◆ Task description:
Copy each line of the data below with the word "ModifyRequest".

====

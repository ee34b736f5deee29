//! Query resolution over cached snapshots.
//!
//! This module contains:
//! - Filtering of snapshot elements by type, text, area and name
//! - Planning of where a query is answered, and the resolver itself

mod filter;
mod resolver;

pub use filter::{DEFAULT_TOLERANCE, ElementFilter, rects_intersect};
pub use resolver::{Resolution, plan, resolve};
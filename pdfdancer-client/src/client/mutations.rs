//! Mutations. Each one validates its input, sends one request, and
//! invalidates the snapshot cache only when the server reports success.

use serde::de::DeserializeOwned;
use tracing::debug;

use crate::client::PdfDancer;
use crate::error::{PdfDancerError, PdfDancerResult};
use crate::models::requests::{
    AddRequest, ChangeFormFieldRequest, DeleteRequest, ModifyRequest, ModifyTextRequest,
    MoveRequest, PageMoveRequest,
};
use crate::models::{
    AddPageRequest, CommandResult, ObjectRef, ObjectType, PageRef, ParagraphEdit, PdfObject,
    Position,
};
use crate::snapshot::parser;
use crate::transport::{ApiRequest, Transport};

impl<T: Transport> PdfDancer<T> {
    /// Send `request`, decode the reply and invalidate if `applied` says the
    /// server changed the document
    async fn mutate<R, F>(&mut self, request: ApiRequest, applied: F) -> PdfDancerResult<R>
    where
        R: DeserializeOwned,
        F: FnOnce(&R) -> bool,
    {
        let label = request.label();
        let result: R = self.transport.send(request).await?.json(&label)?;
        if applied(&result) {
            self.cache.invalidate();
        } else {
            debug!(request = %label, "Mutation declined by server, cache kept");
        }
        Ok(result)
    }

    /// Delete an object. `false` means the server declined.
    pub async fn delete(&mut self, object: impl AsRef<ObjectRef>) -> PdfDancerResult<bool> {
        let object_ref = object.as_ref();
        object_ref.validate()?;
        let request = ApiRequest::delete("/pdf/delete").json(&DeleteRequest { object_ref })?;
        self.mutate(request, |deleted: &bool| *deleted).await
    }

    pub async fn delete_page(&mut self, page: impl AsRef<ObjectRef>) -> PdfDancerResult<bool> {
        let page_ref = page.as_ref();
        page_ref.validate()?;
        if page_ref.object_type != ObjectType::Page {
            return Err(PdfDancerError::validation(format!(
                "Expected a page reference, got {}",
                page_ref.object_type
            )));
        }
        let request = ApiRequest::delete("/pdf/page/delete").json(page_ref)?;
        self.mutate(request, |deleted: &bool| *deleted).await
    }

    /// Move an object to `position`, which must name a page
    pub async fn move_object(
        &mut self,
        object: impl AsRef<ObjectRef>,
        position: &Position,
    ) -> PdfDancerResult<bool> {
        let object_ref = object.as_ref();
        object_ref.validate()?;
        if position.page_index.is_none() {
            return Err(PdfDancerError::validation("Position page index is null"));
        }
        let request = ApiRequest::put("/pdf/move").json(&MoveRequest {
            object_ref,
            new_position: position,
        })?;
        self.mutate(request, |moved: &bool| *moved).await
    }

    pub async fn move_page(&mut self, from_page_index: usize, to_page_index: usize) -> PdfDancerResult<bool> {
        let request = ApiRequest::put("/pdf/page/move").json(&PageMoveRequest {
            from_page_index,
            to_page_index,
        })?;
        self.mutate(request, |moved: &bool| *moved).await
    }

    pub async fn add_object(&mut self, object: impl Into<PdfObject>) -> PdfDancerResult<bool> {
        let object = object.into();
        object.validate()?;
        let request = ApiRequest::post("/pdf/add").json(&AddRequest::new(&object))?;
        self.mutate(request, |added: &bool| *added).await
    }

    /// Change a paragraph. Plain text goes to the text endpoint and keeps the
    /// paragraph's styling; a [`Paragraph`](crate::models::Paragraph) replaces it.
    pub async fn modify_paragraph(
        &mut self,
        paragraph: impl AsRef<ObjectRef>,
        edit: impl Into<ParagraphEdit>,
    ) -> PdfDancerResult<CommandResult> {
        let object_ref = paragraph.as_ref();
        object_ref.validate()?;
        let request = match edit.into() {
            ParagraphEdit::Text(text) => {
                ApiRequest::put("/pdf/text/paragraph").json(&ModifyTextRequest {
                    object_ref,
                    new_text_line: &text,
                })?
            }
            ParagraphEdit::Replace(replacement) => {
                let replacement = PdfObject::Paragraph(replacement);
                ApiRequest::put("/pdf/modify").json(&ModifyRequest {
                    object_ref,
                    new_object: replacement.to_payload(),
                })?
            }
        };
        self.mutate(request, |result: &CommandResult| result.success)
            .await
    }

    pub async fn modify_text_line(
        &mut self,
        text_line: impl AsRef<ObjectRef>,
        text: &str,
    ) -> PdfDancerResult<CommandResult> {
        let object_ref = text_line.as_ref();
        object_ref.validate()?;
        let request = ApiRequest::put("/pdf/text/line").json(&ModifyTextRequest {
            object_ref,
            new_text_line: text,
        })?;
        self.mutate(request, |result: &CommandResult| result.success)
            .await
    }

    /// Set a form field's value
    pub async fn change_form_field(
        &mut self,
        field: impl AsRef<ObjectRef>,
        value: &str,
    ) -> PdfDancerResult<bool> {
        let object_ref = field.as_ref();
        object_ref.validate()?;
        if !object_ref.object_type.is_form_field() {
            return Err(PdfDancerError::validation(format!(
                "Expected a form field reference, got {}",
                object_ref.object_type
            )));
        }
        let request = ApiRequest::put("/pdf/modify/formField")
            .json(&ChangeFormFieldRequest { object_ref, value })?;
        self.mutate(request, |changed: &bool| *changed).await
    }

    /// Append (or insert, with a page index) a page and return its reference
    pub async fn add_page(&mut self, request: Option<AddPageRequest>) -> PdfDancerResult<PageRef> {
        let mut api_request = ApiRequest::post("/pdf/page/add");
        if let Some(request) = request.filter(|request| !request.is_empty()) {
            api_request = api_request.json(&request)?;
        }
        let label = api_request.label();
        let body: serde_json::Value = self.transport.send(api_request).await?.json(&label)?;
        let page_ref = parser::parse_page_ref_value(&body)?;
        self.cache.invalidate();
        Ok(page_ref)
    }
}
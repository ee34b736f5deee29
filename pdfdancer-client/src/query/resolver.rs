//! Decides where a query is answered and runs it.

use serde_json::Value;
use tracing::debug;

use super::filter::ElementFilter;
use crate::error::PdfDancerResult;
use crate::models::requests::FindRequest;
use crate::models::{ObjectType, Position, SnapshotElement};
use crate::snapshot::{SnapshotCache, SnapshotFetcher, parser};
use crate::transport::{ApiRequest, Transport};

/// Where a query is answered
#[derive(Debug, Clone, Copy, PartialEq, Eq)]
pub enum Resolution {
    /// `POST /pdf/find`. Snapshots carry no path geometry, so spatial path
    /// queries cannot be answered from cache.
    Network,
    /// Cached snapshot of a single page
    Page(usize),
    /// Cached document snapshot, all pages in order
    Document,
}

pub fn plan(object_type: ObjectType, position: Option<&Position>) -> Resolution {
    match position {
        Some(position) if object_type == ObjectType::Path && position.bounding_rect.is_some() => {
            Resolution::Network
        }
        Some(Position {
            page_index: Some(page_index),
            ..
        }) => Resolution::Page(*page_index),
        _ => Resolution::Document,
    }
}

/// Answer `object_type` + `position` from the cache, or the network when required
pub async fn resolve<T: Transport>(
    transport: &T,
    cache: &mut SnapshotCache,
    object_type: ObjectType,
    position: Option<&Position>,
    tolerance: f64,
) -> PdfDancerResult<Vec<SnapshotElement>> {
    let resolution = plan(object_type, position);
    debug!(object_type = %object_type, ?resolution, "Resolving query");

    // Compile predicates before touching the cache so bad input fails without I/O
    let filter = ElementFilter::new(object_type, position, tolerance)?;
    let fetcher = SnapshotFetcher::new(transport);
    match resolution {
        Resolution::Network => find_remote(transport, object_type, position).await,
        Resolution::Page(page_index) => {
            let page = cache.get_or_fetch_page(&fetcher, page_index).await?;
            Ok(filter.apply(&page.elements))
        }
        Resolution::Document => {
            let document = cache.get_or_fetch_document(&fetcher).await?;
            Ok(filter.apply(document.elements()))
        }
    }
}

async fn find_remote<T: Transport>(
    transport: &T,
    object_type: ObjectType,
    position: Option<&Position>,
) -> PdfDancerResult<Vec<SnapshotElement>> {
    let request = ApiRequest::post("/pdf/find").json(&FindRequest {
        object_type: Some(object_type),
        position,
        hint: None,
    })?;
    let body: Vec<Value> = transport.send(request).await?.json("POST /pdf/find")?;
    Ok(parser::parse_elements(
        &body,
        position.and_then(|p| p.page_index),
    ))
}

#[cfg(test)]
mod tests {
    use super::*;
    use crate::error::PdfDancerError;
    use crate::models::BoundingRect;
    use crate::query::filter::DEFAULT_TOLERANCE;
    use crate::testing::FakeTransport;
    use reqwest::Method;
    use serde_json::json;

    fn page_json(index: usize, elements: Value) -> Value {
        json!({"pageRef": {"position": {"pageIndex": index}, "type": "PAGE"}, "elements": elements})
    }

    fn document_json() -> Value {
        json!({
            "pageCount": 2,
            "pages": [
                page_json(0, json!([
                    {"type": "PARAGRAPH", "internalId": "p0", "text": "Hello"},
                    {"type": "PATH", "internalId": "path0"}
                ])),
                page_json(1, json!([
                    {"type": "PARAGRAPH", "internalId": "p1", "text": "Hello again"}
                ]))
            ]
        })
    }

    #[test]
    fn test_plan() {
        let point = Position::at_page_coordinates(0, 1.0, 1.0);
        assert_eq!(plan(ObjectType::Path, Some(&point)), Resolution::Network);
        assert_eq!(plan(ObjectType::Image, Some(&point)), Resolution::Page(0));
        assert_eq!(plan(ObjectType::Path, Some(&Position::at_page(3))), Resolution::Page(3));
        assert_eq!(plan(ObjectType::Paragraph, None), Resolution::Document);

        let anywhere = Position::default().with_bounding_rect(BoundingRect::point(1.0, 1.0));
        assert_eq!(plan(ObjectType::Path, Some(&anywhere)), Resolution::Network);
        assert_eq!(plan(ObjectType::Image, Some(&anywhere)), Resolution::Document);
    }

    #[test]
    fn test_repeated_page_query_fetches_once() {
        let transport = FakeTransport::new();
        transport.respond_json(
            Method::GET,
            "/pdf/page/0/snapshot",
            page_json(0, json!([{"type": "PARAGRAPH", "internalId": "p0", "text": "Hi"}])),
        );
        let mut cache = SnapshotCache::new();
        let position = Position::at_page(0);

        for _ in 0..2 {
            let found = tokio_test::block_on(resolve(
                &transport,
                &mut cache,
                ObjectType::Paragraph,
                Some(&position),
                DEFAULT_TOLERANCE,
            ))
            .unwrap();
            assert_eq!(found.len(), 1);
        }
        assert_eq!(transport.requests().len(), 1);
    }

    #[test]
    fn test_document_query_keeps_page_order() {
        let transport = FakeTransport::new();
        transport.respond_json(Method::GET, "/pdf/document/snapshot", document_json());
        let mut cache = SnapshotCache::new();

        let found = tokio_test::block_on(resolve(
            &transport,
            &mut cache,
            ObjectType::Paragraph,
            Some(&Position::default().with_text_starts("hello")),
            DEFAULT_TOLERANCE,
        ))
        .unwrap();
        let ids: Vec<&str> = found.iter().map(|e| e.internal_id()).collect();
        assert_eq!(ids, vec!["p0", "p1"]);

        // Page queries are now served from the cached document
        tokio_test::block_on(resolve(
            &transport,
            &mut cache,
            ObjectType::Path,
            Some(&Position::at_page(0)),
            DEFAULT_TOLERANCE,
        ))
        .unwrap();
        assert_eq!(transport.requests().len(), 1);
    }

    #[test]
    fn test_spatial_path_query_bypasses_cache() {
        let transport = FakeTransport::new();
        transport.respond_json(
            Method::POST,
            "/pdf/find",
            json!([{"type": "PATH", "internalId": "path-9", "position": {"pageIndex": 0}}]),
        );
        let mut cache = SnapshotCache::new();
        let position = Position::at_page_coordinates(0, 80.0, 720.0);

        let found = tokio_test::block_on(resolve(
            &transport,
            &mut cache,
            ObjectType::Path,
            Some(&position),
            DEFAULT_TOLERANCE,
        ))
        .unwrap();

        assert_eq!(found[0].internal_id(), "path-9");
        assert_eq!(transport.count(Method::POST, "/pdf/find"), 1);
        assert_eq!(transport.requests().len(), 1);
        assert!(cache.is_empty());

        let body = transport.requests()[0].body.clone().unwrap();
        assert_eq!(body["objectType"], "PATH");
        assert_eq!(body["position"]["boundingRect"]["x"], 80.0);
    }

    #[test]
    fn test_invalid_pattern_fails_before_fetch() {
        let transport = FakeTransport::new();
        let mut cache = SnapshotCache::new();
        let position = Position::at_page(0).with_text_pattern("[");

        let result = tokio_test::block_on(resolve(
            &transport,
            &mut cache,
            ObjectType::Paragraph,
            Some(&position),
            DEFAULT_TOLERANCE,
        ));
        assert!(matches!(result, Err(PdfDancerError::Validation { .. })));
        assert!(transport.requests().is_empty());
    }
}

====

◆ Reply:
    AddRequest, ChangeFormFieldRequest, DeleteRequest, ModifyRequest, ModifyTextRequest,
                ApiRequest::put("/pdf/modify").json(&ModifyRequest {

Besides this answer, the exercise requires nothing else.